Most implementations of RL algorithms are complicated and hard to understand. There is no clear division between how the neural networks are trained, how the agent-environment interface is run, and how environments are batched together and parallelized on the CPU. Instead of writing code like well engineered software, everything is lumped together resulting in indecipherable code.
This has a real impact on researchers - if your agent isn't performing well on some task, there are so many moving parts that must be investigated - is it a bug in the code? Is it a bad choice of RL algorithm? Is the neural network architecture a bad choice for the task at hand? Without a modular code design, not only is it extremely difficult to make sense of these different moving parts, but its difficult to diagnose what is the issue in the approach and easy to introduce buggy code.
Using a modularized design enables the following:
- Synchronous, parallel environment batching across CPU cores for efficient training, enabling hyperparameters like batch size to be independent of the number of CPU cores.
- Policy and value functions that frame the training process as a regression problem, making it easy for people with supervised learning experience to apply that experience to reinforcement learning
- Separation of the RL algorithms from the neural network architectures.
- Mixing and matching different neural network architectures with different RL algorithms, making it easy to experiment and diagnose problems
- Separation of concerns between between more research focused parts of the codebase and more sotware engineering parts of the codebase.
Install Python. Both Python2 and Python3 are supported, although Python3 is preferred.
pip install setuptools
Install the latest version of TensorFlow. Follow the instructions at their website. You will likely also want to use cuDNN and CUDA if you are using GPU acceleration.
Install the Layers library.
Then, simply clone this repo and run the setup script:
git clone https://github.com/TheButlah/makrl cd makrl python setup.py install
If you wish to contribute to the project, we suggest running
python setup.py develop instead, which will allow you to have any changes to source files reflected in the installation without having to reinstall.

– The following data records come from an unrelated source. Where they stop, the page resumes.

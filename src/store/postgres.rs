use crate::{
    data::student::{NewStudent, Student, StudentId, StudentPatch},
    error::{
        CommitTransactionSnafu, MakeQuerySnafu, MissingStudentSnafu, RollbackTransactionSnafu,
        RosterResult,
    },
    state::RosterState,
    store::StudentStore,
};
use async_trait::async_trait;
use futures::{StreamExt, stream::BoxStream};
use snafu::{OptionExt, ResultExt, ensure};
use sqlx::PgConnection;

#[derive(Debug, Clone)]
pub struct PostgresStudentStore {
    state: RosterState,
}

impl PostgresStudentStore {
    pub const fn new(state: RosterState) -> Self {
        Self { state }
    }

    async fn insert(to_be_added: NewStudent, conn: &mut PgConnection) -> RosterResult<Student> {
        let NewStudent {
            name,
            city,
            address,
            birth_date,
            is_active,
        } = to_be_added;

        sqlx::query_as(
            "INSERT INTO public.student (name, city, address, birth_date, is_active) VALUES ($1, $2, $3, $4, $5) RETURNING id, name, city, address, birth_date, is_active",
        )
        .bind(name)
        .bind(city)
        .bind(address)
        .bind(birth_date)
        .bind(is_active)
        .fetch_one(conn)
        .await
        .context(MakeQuerySnafu)
    }
}

#[async_trait]
impl StudentStore for PostgresStudentStore {
    async fn create(&self, to_be_added: NewStudent) -> RosterResult<Student> {
        let to_be_added = to_be_added.tidied()?;

        let mut conn = self.state.get_connection().await?;
        let student = Self::insert(to_be_added, &mut conn).await?;

        info!(id = student.id, %student, "Created student");
        Ok(student)
    }

    async fn create_many(&self, to_be_added: Vec<NewStudent>) -> RosterResult<Vec<Student>> {
        let to_be_added = to_be_added
            .into_iter()
            .map(NewStudent::tidied)
            .collect::<Result<Vec<_>, _>>()?;

        let mut created = Vec::with_capacity(to_be_added.len());
        let mut tx = self.state.get_transaction().await?;
        for student in to_be_added {
            match Self::insert(student, &mut tx).await {
                Ok(student) => created.push(student),
                Err(e) => {
                    tx.rollback().await.context(RollbackTransactionSnafu)?;
                    return Err(e);
                }
            }
        }
        tx.commit().await.context(CommitTransactionSnafu)?;

        info!(n = created.len(), "Created students");
        Ok(created)
    }

    async fn get(&self, id: StudentId) -> RosterResult<Student> {
        let mut conn = self.state.get_connection().await?;

        sqlx::query_as(
            "SELECT id, name, city, address, birth_date, is_active FROM public.student WHERE id = $1",
        )
        .bind(id)
        .fetch_optional(&mut *conn)
        .await
        .context(MakeQuerySnafu)?
        .context(MissingStudentSnafu { id })
    }

    fn list(&self) -> BoxStream<'_, RosterResult<Student>> {
        sqlx::query_as::<_, Student>(
            "SELECT id, name, city, address, birth_date, is_active FROM public.student ORDER BY id",
        )
        .fetch(self.state.pool())
        .map(|result| result.context(MakeQuerySnafu))
        .boxed()
    }

    async fn update(&self, id: StudentId, patch: StudentPatch) -> RosterResult<Student> {
        let patch = patch.tidied()?;

        let StudentPatch {
            name,
            city,
            address,
            birth_date,
            is_active,
        } = patch;

        let mut conn = self.state.get_connection().await?;
        //NULL binds keep the stored value
        let student: Student = sqlx::query_as(
            "UPDATE public.student SET name = COALESCE($2, name), city = COALESCE($3, city), address = COALESCE($4, address), birth_date = COALESCE($5, birth_date), is_active = COALESCE($6, is_active) WHERE id = $1 RETURNING id, name, city, address, birth_date, is_active",
        )
        .bind(id)
        .bind(name)
        .bind(city)
        .bind(address)
        .bind(birth_date)
        .bind(is_active)
        .fetch_optional(&mut *conn)
        .await
        .context(MakeQuerySnafu)?
        .context(MissingStudentSnafu { id })?;

        debug!(id, %student, "Updated student");
        Ok(student)
    }

    async fn delete(&self, id: StudentId) -> RosterResult<()> {
        let mut conn = self.state.get_connection().await?;

        let deleted = sqlx::query("DELETE FROM public.student WHERE id = $1")
            .bind(id)
            .execute(&mut *conn)
            .await
            .context(MakeQuerySnafu)?
            .rows_affected();
        ensure!(deleted > 0, MissingStudentSnafu { id });

        info!(id, "Deleted student");
        Ok(())
    }
}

General Architecture of the Project
Environment: This class controls the stepping of the environment, access to the historical observations/trajectory (states, actions, rewards), without restriction on the number of agents. Also supports any additional features specific to the environment, such as rendering and more (example: CartPole, Pacman).
Agent: This class controls the interaction between the observations and the actual policy function that is used. It is where the various Reinforcement Learning algorithms are implemented (example: Q-Learning, PPO).
Model: This class is where the models of the various functions needed in the different Agents are implemented. These could be neural networks, linear models, or tabular methods of modeling the functions (example: action-value model, policy model).
Trainer: This is the script that calls the functions exposed by the agent(s) and environment(s), controlling the entire flow of the program. It will be in charge of distributing training, pipelining the function calls between the environment and agent, and looping the agent's training until convergence.